Member of the Kansas Senate
- In office 1909–1913

Member of the Kansas House of Representatives
- In office 1905–1906

Personal details
- Born: August 18, 1866 Monticello Township, Johnson County, Kansas, U.S.
- Died: March 26, 1933 (aged 66) Pocatello, Idaho, U.S.
- Party: Republican
- Children: Vera Brady Shipman
- Relatives: James H. Brady (brother)
- Education: Baker University
- Occupation: Politician, lawyer, newspaper editor

= John Leeford Brady =

American politician (1866–1933)

John Leeford Brady (August 18, 1866 – March 26, 1933) was an American lawyer, politician, and newspaper editor.

==Biography==
Brady was born in Monticello Township, Johnson County, Kansas.

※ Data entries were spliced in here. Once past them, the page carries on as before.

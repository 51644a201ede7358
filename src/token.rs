//! API token discovery.
//!
//! The token is a secret: it is never logged or printed, only its source.

use anyhow::{Context, Result, bail};
use serde::Deserialize;
use std::fmt;
use std::fs;
use std::io;
use std::path::{Path, PathBuf};

/// Environment variable checked first
pub const ENV_TOKEN: &str = "TODOIST_API_TOKEN";

#[derive(Debug, Clone, Copy, PartialEq, Eq)]
pub enum TokenSource {
    Env,
    File,
}

impl fmt::Display for TokenSource {
    fn fmt(&self, f: &mut fmt::Formatter<'_>) -> fmt::Result {
        match self {
            TokenSource::Env => write!(f, "{ENV_TOKEN}"),
            TokenSource::File => write!(f, "token file"),
        }
    }
}

#[derive(Deserialize)]
struct TokenFile {
    #[serde(default)]
    token: String,
}

/// Fallback token file: `~/.config/todoist/config.json` holding
/// `{"token": "..."}`
pub fn token_file_path() -> Result<PathBuf> {
    let home = dirs::home_dir().context("Could not determine home directory")?;
    Ok(home.join(".config").join("todoist").join("config.json"))
}

/// Find the API token in the environment, else in the token file
pub fn discover() -> Result<(String, TokenSource)> {
    let env = std::env::var(ENV_TOKEN).ok();
    resolve(env.as_deref(), &token_file_path()?)
}

fn resolve(env: Option<&str>, file: &Path) -> Result<(String, TokenSource)> {
    if let Some(token) = env.map(str::trim).filter(|t| !t.is_empty()) {
        log::debug!("using API token from {}", TokenSource::Env);
        return Ok((token.to_string(), TokenSource::Env));
    }

    let content = match fs::read_to_string(file) {
        Ok(content) => content,
        Err(err) if err.kind() == io::ErrorKind::NotFound => bail!(
            "{ENV_TOKEN} not set and token file not found at {}",
            file.display()
        ),
        Err(err) => {
            return Err(err).with_context(|| format!("Could not read token file {}", file.display()));
        }
    };
    let parsed: TokenFile = serde_json::from_str(&content)
        .with_context(|| format!("Invalid token file {}", file.display()))?;
    let token = parsed.token.trim();
    if token.is_empty() {
        bail!("token file {} missing required key \"token\"", file.display());
    }
    log::debug!("using API token from {}", file.display());
    Ok((token.to_string(), TokenSource::File))
}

He went to public school and Baker University. Brady was admitted to the Kansas bar in 1896. He served as editor of the Lawrence Daily Journal in Lawrence, Kansas. Brady was a Republican. He served in the Kansas House of Representatives in 1905–1906 and in the Kansas Senate from 1909 to 1913. He then moved to Salina, Kansas, and was the editor of the Salina Daily Union newspaper. He moved to Salem, Oregon, in 1924 and was the editor of the Salem Statesman newspaper. Brady moved to Pocatello, Idaho, and served as editor of the Idaho State Journal. In 1927, he moved to Blackfoot, Idaho, and served as the editor of the Blackfoot Daily Bulletin. Brady died at a hospital in Pocatello, Idaho, from heart disease. His daughter was Vera Brady Shipman, who was a composer, writer, and journalist. His brother was James H. Brady, who served as the governor of Idaho and as the United States Senator from Idaho.